---------- Data for this exercise ----------
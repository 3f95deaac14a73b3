//! Gold distribution for AOE looted corpses

use super::{LootContext, LootHost};
use crate::loot::PlayerId;
use shared::ObjectGuid;

/// How the gold of one corpse was handed out.
#[derive(Debug, Clone, PartialEq, Eq)]
pub struct MoneyShare {
    pub total: u32,
    pub per_recipient: u32,
    pub recipients: Vec<PlayerId>,
    /// Copper nobody received: the division remainder, or everything when
    /// no group member was in range.
    pub dropped: u32,
}

impl MoneyShare {
    pub fn credited(&self) -> u64 {
        self.per_recipient as u64 * self.recipients.len() as u64
    }
}

/// Credits the gold of `corpse` to the looter or their nearby group.
///
/// Gold is split by integer division and the remainder is dropped. The
/// container's gold is zeroed afterwards even when no one was in range.
pub fn distribute_gold<H: LootHost>(
    host: &mut H,
    ctx: &LootContext<'_>,
    corpse: ObjectGuid,
) -> Option<MoneyShare> {
    let player = ctx.player;
    let total = match host.loot(player, corpse) {
        Ok(loot) if loot.gold > 0 => loot.gold,
        _ => return None,
    };

    let group = if ctx.config.group {
        host.group_members(player)
    } else {
        None
    };

    let share = match group {
        Some(members) => {
            let recipients = members_in_range(host, player, &members, ctx.config.money_share_range());
            if recipients.is_empty() {
                ctx.debug(
                    host,
                    &format!("No group member in range for {} gold from {}", total, corpse),
                );
                MoneyShare {
                    total,
                    per_recipient: 0,
                    recipients,
                    dropped: total,
                }
            } else {
                let per_recipient = total / recipients.len() as u32;
                let solo = recipients.len() == 1;
                for member in &recipients {
                    credit(host, *member, per_recipient, solo);
                }
                MoneyShare {
                    total,
                    per_recipient,
                    dropped: total - per_recipient * recipients.len() as u32,
                    recipients,
                }
            }
        }
        None => {
            credit(host, player, total, true);
            MoneyShare {
                total,
                per_recipient: total,
                recipients: vec![player],
                dropped: 0,
            }
        }
    };

    if let Ok(loot) = host.loot_mut(player, corpse) {
        loot.gold = 0;
    }
    host.notify_money_removed(corpse);
    ctx.debug(host, &format!("Looted {} copper from {}", total, corpse));

    Some(share)
}

fn members_in_range<H: LootHost>(
    host: &H,
    player: PlayerId,
    members: &[PlayerId],
    range: f32,
) -> Vec<PlayerId> {
    let origin = match host.player_position(player) {
        Some(position) => position,
        None => return Vec::new(),
    };
    members
        .iter()
        .copied()
        .filter(|member| {
            host.player_position(*member)
                .map_or(false, |position| origin.is_within(&position, range))
        })
        .collect()
}

fn credit<H: LootHost>(host: &mut H, player: PlayerId, amount: u32, solo: bool) {
    host.modify_money(player, amount);
    host.record_looted_money(player, amount);
    host.send_loot_money_notify(player, amount, solo);
    host.send_system_message(player, format!("AOE Loot: +{} gold", amount));
}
----------
Description of the task -> Your task is to restate all of the records above word for word.

Your solution ->
repository 3f95deaac14a73b3
//! Gold distribution for AOE looted corpses

use super::{LootContext, LootHost};
use crate::loot::PlayerId;
use shared::ObjectGuid;

/// How the gold of one corpse was handed out.
#[derive(Debug, Clone, PartialEq, Eq)]
pub struct MoneyShare {
    pub total: u32,
    pub per_recipient: u32,
    pub recipients: Vec<PlayerId>,
    /// Copper nobody received: the division remainder, or everything when
    /// no group member was in range.
    pub dropped: u32,
}

impl MoneyShare {
    pub fn credited(&self) -> u64 {
        self.per_recipient as u64 * self.recipients.len() as u64
    }
}

/// Credits the gold of `corpse` to the looter or their nearby group.
///
/// Gold is split by integer division and the remainder is dropped. The
/// container's gold is zeroed afterwards even when no one was in range.
pub fn distribute_gold<H: LootHost>(
    host: &mut H,
    ctx: &LootContext<'_>,
    corpse: ObjectGuid,
) -> Option<MoneyShare> {
    let player = ctx.player;
    let total = match host.loot(player, corpse) {
        Ok(loot) if loot.gold > 0 => loot.gold,
        _ => return None,
    };

    let group = if ctx.config.group {
        host.group_members(player)
    } else {
        None
    };

    let share = match group {
        Some(members) => {
            let recipients = members_in_range(host, player, &members, ctx.config.money_share_range());
            if recipients.is_empty() {
                ctx.debug(
                    host,
                    &format!("No group member in range for {} gold from {}", total, corpse),
                );
                MoneyShare {
                    total,
                    per_recipient: 0,
                    recipients,
                    dropped: total,
                }
            } else {
                let per_recipient = total / recipients.len() as u32;
                let solo = recipients.len() == 1;
                for member in &recipients {
                    credit(host, *member, per_recipient, solo);
                }
                MoneyShare {
                    total,
                    per_recipient,
                    dropped: total - per_recipient * recipients.len() as u32,
                    recipients,
                }
            }
        }
        None => {
            credit(host, player, total, true);
            MoneyShare {
                total,
                per_recipient: total,
                recipients: vec![player],
                dropped: 0,
            }
        }
    };

    if let Ok(loot) = host.loot_mut(player, corpse) {
        loot.gold = 0;
    }
    host.notify_money_removed(corpse);
    ctx.debug(host, &format!("Looted {} copper from {}", total, corpse));

    Some(share)
}

fn members_in_range<H: LootHost>(
    host: &H,
    player: PlayerId,
    members: &[PlayerId],
    range: f32,
) -> Vec<PlayerId> {
    let origin = match host.player_position(player) {
        Some(position) => position,
        None => return Vec::new(),
    };
    members
        .iter()
        .copied()
        .filter(|member| {
            host.player_position(*member)
                .map_or(false, |position| origin.is_within(&position, range))
        })
        .collect()
}

fn credit<H: LootHost>(host: &mut H, player: PlayerId, amount: u32, solo: bool) {
    host.modify_money(player, amount);
    host.record_looted_money(player, amount);
    host.send_loot_money_notify(player, amount, solo);
    host.send_system_message(player, format!("AOE Loot: +{} gold", amount));
}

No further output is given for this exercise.